Perhaps robust wasn't the right word. More general? Essentially, I
think it's "better" if common_type doesn't rely on Boost.TypeOf, as then
it will work regardless of type registration in C++03. I don't know if
this is a relevant concern at this point in time, though. Don't most
C++ compilers in wide use support an efficient implementation of
BOOST_TYPEOF or decltype?

As for an implementation independent of Boost.TypeOf, this might be
relevant, although not necessarily definitive:

I'm not sure what is meant by "pointer conversions" and "reference
conversions", but I'd guess it just unions cv qualifiers and chooses the
better conversion to one pointer/reference type or the other. E.g.,
choose the better conversion between (b ? t : u) to T {maybe-cv} & and U
{maybe-cv} &, where t is of type T& and u is of type U&.

I think a Boost.TypeOf-less implementation of common_type is possible
because I don't think the compiler can manufacture some mysterious "3rd
type" out of thin air from the types of the lhs and rhs expressions of
the conditional operator. In other words, given

struct X0;
struct X1;
struct X2;

bool cond();
X0 x0();
X1 x1();

then (cond() ? x0() : x1()) can't possibly be anything related to X2, no
matter how X0, X1, and X2 are defined. Is that accurate?
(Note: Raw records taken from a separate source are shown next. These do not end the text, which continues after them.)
//! Turns free-form generated itinerary text into a day-keyed plan, food list and tips.
//!
//! The scan is a single pass over the text's lines. A header line moves the scan into
//! the daily, food or tips section, and bullet lines are collected into whichever
//! section is active. Each section that comes up empty is backfilled independently,
//! so extraction always succeeds; [`Provenance`] records which sections were backfilled.

use serde::{Deserialize, Serialize};

use super::fallback;
use crate::types::{ActivityRecord, DailyPlan, FoodRecord, MAX_DAYS};

pub const MAX_FOOD_RECOMMENDATIONS: usize = 5;
pub const MAX_TRAVEL_TIPS: usize = 8;

const DAY_KEYWORDS: [&str; 6] = ["day 1", "day 2", "day 3", "day one", "day two", "day three"];
const FOOD_KEYWORDS: [&str; 4] = ["food", "restaurant", "cuisine", "dining"];
const TIP_KEYWORDS: [&str; 4] = ["tip", "advice", "recommendation", "note"];
const TIME_WORDS: [&str; 5] = ["morning", "afternoon", "evening", "am", "pm"];

const DEFAULT_ACTIVITY_TIME: &str = "Flexible timing";
const DEFAULT_ACTIVITY_DESCRIPTION: &str = "Activity details from AI recommendation";
const DEFAULT_ACTIVITY_COST: &str = "Varies";
const DEFAULT_FOOD_DESCRIPTION: &str = "Local specialty dish";
const DEFAULT_FOOD_PRICE: &str = "Moderate";

/// Whether a section came from the text or from a fallback.
#[derive(Debug, Clone, Copy, PartialEq, Eq, Serialize, Deserialize)]
#[serde(rename_all = "lowercase")]
pub enum SectionSource {
    Extracted,
    Fallback,
}

#[derive(Debug, Clone, Copy, PartialEq, Eq, Serialize, Deserialize)]
pub struct Provenance {
    pub days: SectionSource,
    pub food: SectionSource,
    pub tips: SectionSource,
}

impl Provenance {
    pub fn is_fully_extracted(&self) -> bool {
        self.fallback_sections().is_empty()
    }

    /// Names of the sections that were backfilled, in output order
    pub fn fallback_sections(&self) -> Vec<&'static str> {
        [
            ("daily plan", self.days),
            ("food recommendations", self.food),
            ("travel tips", self.tips),
        ]
        .into_iter()
        .filter(|(_, source)| *source == SectionSource::Fallback)
        .map(|(name, _)| name)
        .collect()
    }
}

/// Output of [`extract`]: every section is non-empty.
#[derive(Debug, Clone, PartialEq)]
pub struct Extraction {
    pub daily_plan: DailyPlan,
    pub food_recommendations: Vec<FoodRecord>,
    pub travel_tips: Vec<String>,
    pub provenance: Provenance,
}

#[derive(Debug, Clone, Copy, PartialEq, Eq, Default)]
enum Section {
    #[default]
    None,
    Daily,
    Food,
    Tips,
}

#[derive(Debug, Default)]
struct Scan {
    section: Section,
    current_day: Option<String>,
    daily_plan: DailyPlan,
    food: Vec<FoodRecord>,
    tips: Vec<String>,
}

impl Scan {
    fn consume(mut self, line: &str) -> Self {
        let lower = line.to_ascii_lowercase();

        if contains_any(&lower, &DAY_KEYWORDS) {
            self.daily_plan.open_day(line);
            self.current_day = Some(line.to_string());
            self.section = Section::Daily;
            return self;
        }
        if contains_any(&lower, &FOOD_KEYWORDS) {
            self.section = Section::Food;
            return self;
        }
        if contains_any(&lower, &TIP_KEYWORDS) {
            self.section = Section::Tips;
            return self;
        }
        if !is_bullet(line) || strip_marker(line).is_empty() {
            return self;
        }

        match self.section {
            Section::Daily => {
                if let Some(day) = self.current_day.as_deref() {
                    self.daily_plan.push_activity(day, parse_activity(line));
                }
            }
            Section::Food => self.food.extend(parse_food_item(line)),
            Section::Tips => self.tips.push(strip_marker(line).to_string()),
            Section::None => {}
        }
        self
    }
}

/// Extract a daily plan, food recommendations and travel tips from `text`.
///
/// `day_count` is clamped to `1..=MAX_DAYS` and only matters when no day headers
/// are found.
pub fn extract(text: &str, destination: &str, day_count: u32) -> Extraction {
    let day_count = day_count.clamp(1, MAX_DAYS);

    let scan = text
        .split(|c: char| c == '\n' || c == '\r')
        .map(str::trim)
        .filter(|line| !line.is_empty())
        .fold(Scan::default(), Scan::consume);

    let (daily_plan, days) = if scan.daily_plan.is_empty() {
        (fallback::basic_daily_plan(day_count), SectionSource::Fallback)
    } else {
        (scan.daily_plan, SectionSource::Extracted)
    };

    let (mut food_recommendations, food) = if scan.food.is_empty() {
        (fallback::generic_food(destination), SectionSource::Fallback)
    } else {
        (scan.food, SectionSource::Extracted)
    };
    food_recommendations.truncate(MAX_FOOD_RECOMMENDATIONS);

    let (mut travel_tips, tips) = if scan.tips.is_empty() {
        (fallback::generic_tips(), SectionSource::Fallback)
    } else {
        (scan.tips, SectionSource::Extracted)
    };
    travel_tips.truncate(MAX_TRAVEL_TIPS);

    Extraction {
        daily_plan,
        food_recommendations,
        travel_tips,
        provenance: Provenance { days, food, tips },
    }
}

fn parse_activity(line: &str) -> ActivityRecord {
    let lower = line.to_ascii_lowercase();

    if contains_any(&lower, &TIME_WORDS) {
        if let Some((time, name)) = line.split_once(':') {
            let time = strip_marker(time);
            let name = name.trim();
            if !time.is_empty() && !name.is_empty() {
                return ActivityRecord::new(name, time, DEFAULT_ACTIVITY_DESCRIPTION)
                    .with_cost(DEFAULT_ACTIVITY_COST);
            }
        }
    }

    ActivityRecord::new(
        strip_marker(line),
        DEFAULT_ACTIVITY_TIME,
        DEFAULT_ACTIVITY_DESCRIPTION,
    )
    .with_cost(DEFAULT_ACTIVITY_COST)
}

/// `None` when nothing is left of the dish name once the restaurant is split off.
fn parse_food_item(line: &str) -> Option<FoodRecord> {
    let (name, restaurant) = match split_restaurant(line) {
        Some((name, restaurant)) => (strip_marker(name), Some(restaurant)),
        None => (strip_marker(line), None),
    };
    if name.is_empty() {
        return None;
    }

    Some(FoodRecord {
        name: name.to_string(),
        description: DEFAULT_FOOD_DESCRIPTION.to_string(),
        price_range: DEFAULT_FOOD_PRICE.to_string(),
        restaurant: restaurant
            .map(str::trim)
            .filter(|restaurant| !restaurant.is_empty())
            .map(str::to_string),
    })
}

/// Split `dish @ place` or `dish at place` on the first separator.
fn split_restaurant(line: &str) -> Option<(&str, &str)> {
    if let Some(split) = line.split_once('@') {
        return Some(split);
    }
    // ASCII lowercasing keeps byte offsets aligned with `line`.
    let index = line.to_ascii_lowercase().find(" at ")?;
    Some((&line[..index], &line[index + " at ".len()..]))
}

fn is_bullet(line: &str) -> bool {
    line.starts_with(|c: char| matches!(c, '-' | '•' | '*'))
}

fn strip_marker(line: &str) -> &str {
    line.trim_start_matches(|c: char| matches!(c, '-' | '•' | '*' | ' '))
        .trim()
}

fn contains_any(haystack: &str, needles: &[&str]) -> bool {
    needles.iter().any(|needle| haystack.contains(needle))
}

#[cfg(test)]
mod tests {
    use super::*;

    #[test]
    fn test_strip_marker() {
        assert_eq!(strip_marker("- item"), "item");
        assert_eq!(strip_marker("• item "), "item");
        assert_eq!(strip_marker("*-* item"), "item");
        assert_eq!(strip_marker("-"), "");
    }

    #[test]
    fn test_parse_activity_with_time() {
        let activity = parse_activity("- Afternoon: Boat tour: harbour loop");
        assert_eq!(activity.time, "Afternoon");
        assert_eq!(activity.name, "Boat tour: harbour loop");
    }

    #[test]
    fn test_parse_activity_colon_without_time_word() {
        let activity = parse_activity("- Lunch: tapas bar");
        assert_eq!(activity.time, DEFAULT_ACTIVITY_TIME);
        assert_eq!(activity.name, "Lunch: tapas bar");
    }

    #[test]
    fn test_parse_activity_time_word_without_colon() {
        let activity = parse_activity("* Evening stroll by the river");
        assert_eq!(activity.time, DEFAULT_ACTIVITY_TIME);
        assert_eq!(activity.name, "Evening stroll by the river");
        assert_eq!(activity.estimated_cost.as_deref(), Some("Varies"));
    }

    #[test]
    fn test_split_restaurant_case_insensitive() {
        let food = parse_food_item("- Pastel de nata AT Manteigaria").unwrap();
        assert_eq!(food.name, "Pastel de nata");
        assert_eq!(food.restaurant.as_deref(), Some("Manteigaria"));
    }

    #[test]
    fn test_at_sign_wins_over_word() {
        let food = parse_food_item("- Sardines at lunch @ Casa Sao Miguel").unwrap();
        assert_eq!(food.name, "Sardines at lunch");
        assert_eq!(food.restaurant.as_deref(), Some("Casa Sao Miguel"));
    }

    #[test]
    fn test_parse_activity_empty_time_part() {
        let activity = parse_activity("- : morning");
        assert_eq!(activity.time, DEFAULT_ACTIVITY_TIME);
        assert_eq!(activity.name, ": morning");
    }

    #[test]
    fn test_food_without_dish_name_is_skipped() {
        assert_eq!(parse_food_item("- @"), None);
        assert_eq!(parse_food_item("- @ Cervejaria Ramiro"), None);

        let result = extract("Food\n- @\n-  at Ramiro", "Lisbon", 1);
        assert_eq!(result.provenance.food, SectionSource::Fallback);
        assert_eq!(result.food_recommendations[0].name, "Traditional Lisbon cuisine");
    }

    #[test]
    fn test_day_header_beats_food_keyword() {
        let text = "Day 2 - food crawl\n- Market hall";
        let result = extract(text, "Lisbon", 2);
        assert_eq!(
            result.daily_plan.get("Day 2 - food crawl").unwrap()[0].name,
            "Market hall"
        );
        assert_eq!(result.provenance.food, SectionSource::Fallback);
    }

    #[test]
    fn test_bullets_before_any_header_are_ignored() {
        let result = extract("- stray bullet\n- another", "Oslo", 1);
        assert_eq!(result.provenance.days, SectionSource::Fallback);
        assert_eq!(result.provenance.tips, SectionSource::Fallback);
    }

    #[test]
    fn test_zero_day_count_is_clamped() {
        let result = extract("", "Oslo", 0);
        assert_eq!(result.daily_plan.len(), 1);
    }

    #[test]
    fn test_fallback_sections_listing() {
        let provenance = Provenance {
            days: SectionSource::Extracted,
            food: SectionSource::Fallback,
            tips: SectionSource::Fallback,
        };
        assert_eq!(
            provenance.fallback_sections(),
            vec!["food recommendations", "travel tips"]
        );
        assert!(!provenance.is_fully_extracted());
    }
}
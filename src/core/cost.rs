use crate::types::BudgetTier;

/// Per-person spend for one day, in whole dollars.
pub fn daily_estimate(budget: BudgetTier) -> u64 {
    match budget {
        BudgetTier::Budget => 35,
        BudgetTier::MidRange => 100,
        BudgetTier::Luxury => 200,
    }
}

/// Whole-trip cost range for the group, e.g. `$1,200 - $1,440`.
///
/// The upper bound adds 20% headroom, rounded down.
pub fn estimate_trip_cost(budget: BudgetTier, num_people: u32, num_days: u32) -> String {
    let total = daily_estimate(budget) * u64::from(num_people) * u64::from(num_days);
    let upper = total * 12 / 10;
    format!("${} - ${}", group_thousands(total), group_thousands(upper))
}

fn group_thousands(value: u64) -> String {
    let digits = value.to_string();
    let mut grouped = String::with_capacity(digits.len() + digits.len() / 3);
    for (index, digit) in digits.chars().enumerate() {
        if index > 0 && (digits.len() - index) % 3 == 0 {
            grouped.push(',');
        }
        grouped.push(digit);
    }
    grouped
}
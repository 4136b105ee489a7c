//! Illustrative destination map with activity and food markers

pub mod geocoder;
pub mod html;
pub mod markers;

pub use geocoder::{Coordinates, Geocoder, NominatimGeocoder};
pub use html::escape_html;
pub use markers::{
    layout_markers, MapBuilder, MapMarker, MarkerKind, TravelMap, DEFAULT_CENTER, DEFAULT_ZOOM,
};
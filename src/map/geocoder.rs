use std::time::Duration;

use async_trait::async_trait;
use serde::{Deserialize, Serialize};
use tracing::{debug, warn};

use crate::error::{PlannerError, Result};

const DEFAULT_BASE_URL: &str = "https://nominatim.openstreetmap.org";
const USER_AGENT: &str = "travel_planner_app";
const ATTEMPTS: usize = 3;
const RETRY_PAUSE: Duration = Duration::from_secs(1);
const REQUEST_TIMEOUT: Duration = Duration::from_secs(10);

#[derive(Debug, Clone, Copy, PartialEq, Serialize, Deserialize)]
pub struct Coordinates {
    pub lat: f64,
    pub lon: f64,
}

impl Coordinates {
    pub const fn new(lat: f64, lon: f64) -> Self {
        Self { lat, lon }
    }
}

/// Resolves a place name to coordinates.
#[async_trait]
pub trait Geocoder: Send + Sync + std::fmt::Debug {
    /// `Ok(None)` means the service answered but knows no such place.
    async fn locate(&self, place: &str) -> Result<Option<Coordinates>>;
}

#[derive(Debug, Deserialize)]
struct SearchHit {
    lat: String,
    lon: String,
}

/// Geocoder backed by an OpenStreetMap Nominatim instance.
#[derive(Debug, Clone)]
pub struct NominatimGeocoder {
    base_url: String,
    retry_pause: Duration,
}

impl Default for NominatimGeocoder {
    fn default() -> Self {
        Self::new()
    }
}

impl NominatimGeocoder {
    pub fn new() -> Self {
        Self {
            base_url: DEFAULT_BASE_URL.to_string(),
            retry_pause: RETRY_PAUSE,
        }
    }

    pub fn with_base_url(mut self, base_url: impl Into<String>) -> Self {
        self.base_url = base_url.into();
        self
    }

    pub fn with_retry_pause(mut self, retry_pause: Duration) -> Self {
        self.retry_pause = retry_pause;
        self
    }

    async fn search(&self, client: &reqwest::Client, place: &str) -> Result<Option<Coordinates>> {
        let url = format!("{}/search", self.base_url.trim_end_matches('/'));
        let response = client
            .get(&url)
            .query(&[("q", place), ("format", "json"), ("limit", "1")])
            .send()
            .await?;

        let status = response.status();
        if !status.is_success() {
            return Err(PlannerError::Geocoding(format!(
                "geocoding service returned status {}",
                status
            )));
        }

        let hits: Vec<SearchHit> = response.json().await?;
        let Some(hit) = hits.into_iter().next() else {
            return Ok(None);
        };

        let lat = hit.lat.parse::<f64>();
        let lon = hit.lon.parse::<f64>();
        match (lat, lon) {
            (Ok(lat), Ok(lon)) => Ok(Some(Coordinates::new(lat, lon))),
            _ => Err(PlannerError::Geocoding(format!(
                "unparseable coordinates '{}', '{}'",
                hit.lat, hit.lon
            ))),
        }
    }
}

#[async_trait]
impl Geocoder for NominatimGeocoder {
    async fn locate(&self, place: &str) -> Result<Option<Coordinates>> {
        let client = reqwest::Client::builder()
            .timeout(REQUEST_TIMEOUT)
            .user_agent(USER_AGENT)
            .build()?;

        let mut attempt = 0;
        loop {
            attempt += 1;
            debug!(place, attempt, "geocoding");

            match self.search(&client, place).await {
                Err(PlannerError::Http(err)) if err.is_timeout() && attempt < ATTEMPTS => {
                    warn!(place, attempt, "geocoding timed out, retrying");
                    tokio::time::sleep(self.retry_pause).await;
                }
                Err(PlannerError::Http(err)) if err.is_timeout() => {
                    return Err(PlannerError::Timeout(format!(
                        "geocoding '{}' timed out after {} attempts",
                        place, ATTEMPTS
                    )));
                }
                other => return other,
            }
        }
    }
}
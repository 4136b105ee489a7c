use crate::{
    knowledge::title_case,
    types::{BudgetTier, TripRequest},
};

/// Readable per-person daily range for a budget tier
pub fn parse_budget_range(budget: BudgetTier) -> &'static str {
    match budget {
        BudgetTier::Budget => "$0-50 per day",
        BudgetTier::MidRange => "$50-150 per day",
        BudgetTier::Luxury => "$150+ per day",
    }
}

/// Display name for an interest code; unknown codes are title-cased
pub fn interest_display_name(interest: &str) -> String {
    let known = match interest {
        "food" => "Food & Dining",
        "beaches" => "Beaches",
        "museums" => "Museums",
        "nightlife" => "Nightlife",
        "adventure" => "Adventure Activities",
        "shopping" => "Shopping",
        "nature" => "Nature & Parks",
        "culture" => "History & Culture",
        "architecture" => "Architecture",
        "photography" => "Photography",
        other => return title_case(other),
    };
    known.to_string()
}

/// Join interests as natural English: `A`, `A and B`, `A, B, and C`
pub fn format_interests(interests: &[String]) -> String {
    let names: Vec<String> = interests
        .iter()
        .map(|interest| interest_display_name(interest))
        .collect();

    match names.as_slice() {
        [] => "general sightseeing".to_string(),
        [only] => only.clone(),
        [first, second] => format!("{} and {}", first, second),
        [rest @ .., last] => format!("{}, and {}", rest.join(", "), last),
    }
}

/// Build the instruction prompt sent to the text generation model
pub fn create_prompt(request: &TripRequest) -> String {
    let budget_range = parse_budget_range(request.budget);
    let interests_text = format_interests(&request.interests);

    format!(
        "Create a detailed {days}-day travel itinerary for {destination} for {people} people with a {budget} budget.\n\n\
Traveler interests: {interests}\n\n\
Please provide:\n\
1. Day-by-day itinerary with specific places to visit\n\
2. Recommended local food and restaurants\n\
3. Estimated costs for activities\n\
4. Travel tips specific to {destination}\n\
5. Best times to visit each location\n\n\
Format the response as a structured plan with clear daily schedules, including:\n\
- Morning, afternoon, and evening activities\n\
- Specific restaurant recommendations with cuisine types\n\
- Estimated costs per person\n\
- Transportation suggestions between locations\n\
- Cultural etiquette tips\n\n\
Budget range: {range} per person per day\n\
Duration: {days} days\n\
Group size: {people} people\n\
Destination: {destination}\n",
        days = request.num_days,
        destination = request.destination,
        people = request.num_people,
        budget = request.budget.label(),
        interests = interests_text,
        range = budget_range,
    )
}
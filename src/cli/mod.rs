use crate::{
    error::{PlannerError, Result},
    knowledge::landmarks_for,
    map::{MapBuilder, NominatimGeocoder},
    render::render_itinerary,
    services::inference::{DEFAULT_MODEL, DEFAULT_TIMEOUT},
    types::{BudgetTier, ItineraryRecord, TripRequest},
    TravelPlanner,
};
use clap::{value_parser, Arg, ArgAction, ArgMatches, Command};
use std::{env, time::Duration};
use tracing::{error, info};

/// CLI entry point for the trip planner
pub async fn run() -> std::result::Result<(), Box<dyn std::error::Error>> {
    // Load environment variables from .env file
    dotenvy::dotenv().ok();
    tracing_subscriber::fmt::init();

    let matches = Command::new("trip-planner")
        .version(env!("CARGO_PKG_VERSION"))
        .about("Generate a personalized travel itinerary")
        .arg(
            Arg::new("destination")
                .help("Where you are travelling to")
                .required_unless_present("schema")
                .index(1),
        )
        .arg(
            Arg::new("budget")
                .short('b')
                .long("budget")
                .value_name("TIER")
                .help("Budget tier: budget, mid-range or luxury")
                .default_value("mid-range"),
        )
        .arg(
            Arg::new("people")
                .short('p')
                .long("people")
                .value_name("COUNT")
                .help("Number of travellers")
                .value_parser(value_parser!(u32))
                .default_value("2"),
        )
        .arg(
            Arg::new("days")
                .short('d')
                .long("days")
                .value_name("COUNT")
                .help("Trip length in days")
                .value_parser(value_parser!(u32))
                .default_value("3"),
        )
        .arg(
            Arg::new("interests")
                .short('i')
                .long("interests")
                .value_name("LIST")
                .help("Comma-separated interests, e.g. food,history,nature")
                .value_delimiter(',')
                .action(ArgAction::Append)
                .required_unless_present("schema"),
        )
        .arg(
            Arg::new("api-key")
                .short('k')
                .long("api-key")
                .value_name("KEY")
                .help("Hugging Face API key (or set HUGGING_FACE_API_KEY env var)"),
        )
        .arg(
            Arg::new("model")
                .short('m')
                .long("model")
                .value_name("MODEL")
                .help("Hosted text-generation model (or set HF_MODEL env var)"),
        )
        .arg(
            Arg::new("base-url")
                .short('u')
                .long("base-url")
                .value_name("URL")
                .help("Inference API base URL (or set HF_API_BASE_URL env var)"),
        )
        .arg(
            Arg::new("timeout")
                .short('t')
                .long("timeout")
                .value_name("SECONDS")
                .help("Request timeout in seconds")
                .value_parser(value_parser!(u64))
                .default_value("30"),
        )
        .arg(
            Arg::new("json")
                .long("json")
                .help("Print the itinerary as JSON")
                .action(ArgAction::SetTrue),
        )
        .arg(
            Arg::new("map")
                .long("map")
                .value_name("PATH")
                .help("Write an interactive HTML map of the itinerary to PATH"),
        )
        .arg(
            Arg::new("schema")
                .long("schema")
                .help("Print the JSON schema of the itinerary and exit")
                .action(ArgAction::SetTrue),
        )
        .get_matches();

    match execute(&matches).await {
        Ok(()) => {
            info!("Trip planning completed successfully");
            Ok(())
        }
        Err(e) => {
            error!("Trip planning failed: {}", e);
            if matches.get_flag("json") {
                println!("{}", e.to_error_payload());
            }
            Err(e.into())
        }
    }
}

async fn execute(matches: &ArgMatches) -> Result<()> {
    if matches.get_flag("schema") {
        let schema = schemars::schema_for!(ItineraryRecord);
        println!("{}", serde_json::to_string_pretty(&schema)?);
        return Ok(());
    }

    let destination = matches
        .get_one::<String>("destination")
        .ok_or_else(|| PlannerError::Config("A destination is required".to_string()))?;

    let budget: BudgetTier = matches
        .get_one::<String>("budget")
        .map(String::as_str)
        .unwrap_or("mid-range")
        .parse()?;

    let interests: Vec<String> = matches
        .get_many::<String>("interests")
        .map(|values| values.cloned().collect())
        .unwrap_or_default();

    let request = TripRequest::new(destination.as_str())
        .with_budget(budget)
        .with_people(matches.get_one::<u32>("people").copied().unwrap_or(2))
        .with_days(matches.get_one::<u32>("days").copied().unwrap_or(3))
        .with_interests(interests);

    let timeout = matches
        .get_one::<u64>("timeout")
        .map(|secs| Duration::from_secs(*secs))
        .unwrap_or(DEFAULT_TIMEOUT);

    // Get API key from argument or environment
    let api_key = matches
        .get_one::<String>("api-key")
        .cloned()
        .or_else(|| env::var("HUGGING_FACE_API_KEY").ok())
        .filter(|key| !key.trim().is_empty());

    let planner = match api_key {
        Some(api_key) => {
            let model = matches
                .get_one::<String>("model")
                .cloned()
                .or_else(|| env::var("HF_MODEL").ok())
                .unwrap_or_else(|| DEFAULT_MODEL.to_string());
            info!("Using model: {}", model);

            let mut planner = TravelPlanner::with_api_key(api_key)
                .with_model(model)
                .with_timeout(timeout);
            if let Some(base_url) = matches
                .get_one::<String>("base-url")
                .cloned()
                .or_else(|| env::var("HF_API_BASE_URL").ok())
            {
                info!("Base URL: {}", base_url);
                planner = planner.with_base_url(base_url);
            }
            planner
        }
        None => TravelPlanner::new(),
    };

    if !planner.has_generator() {
        info!("No Hugging Face API key found, using template itineraries");
    }
    info!("Planning a {}-day trip to {}", request.num_days, request.destination);

    let outcome = planner.generate_itinerary(&request).await?;

    for notice in &outcome.notices {
        eprintln!("{}", notice);
    }

    if matches.get_flag("json") {
        println!("{}", outcome.itinerary.to_json_pretty()?);
    } else {
        let landmarks = landmarks_for(&request.destination);
        println!("{}", render_itinerary(&outcome.itinerary, &landmarks));
    }

    if let Some(path) = matches.get_one::<String>("map") {
        let builder = MapBuilder::new(NominatimGeocoder::new());
        let mut rng = rand::thread_rng();
        let map = builder
            .build(&request.destination, &outcome.itinerary, &mut rng)
            .await;
        map.write_html(path).await?;
    }

    Ok(())
}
If so, it
must be that (cond() ? x0() : x1()) must have type X0 or X1.
Determining which of those 2 choices it is can be deduced using the
"sizeof trick":

typedef char (&y0)[1];
typedef char (&y1)[2];
y0 deduce(X0);
y1 deduce(X1);

static const bool is_x0 = sizeof( deduce(cond() ? x0() : x1()) ) ==
sizeof( y0 );

Obviously, some care needs to be taken when these definitions of deduce
produce ambiguous overloads, but hopefully I've better conveyed the idea.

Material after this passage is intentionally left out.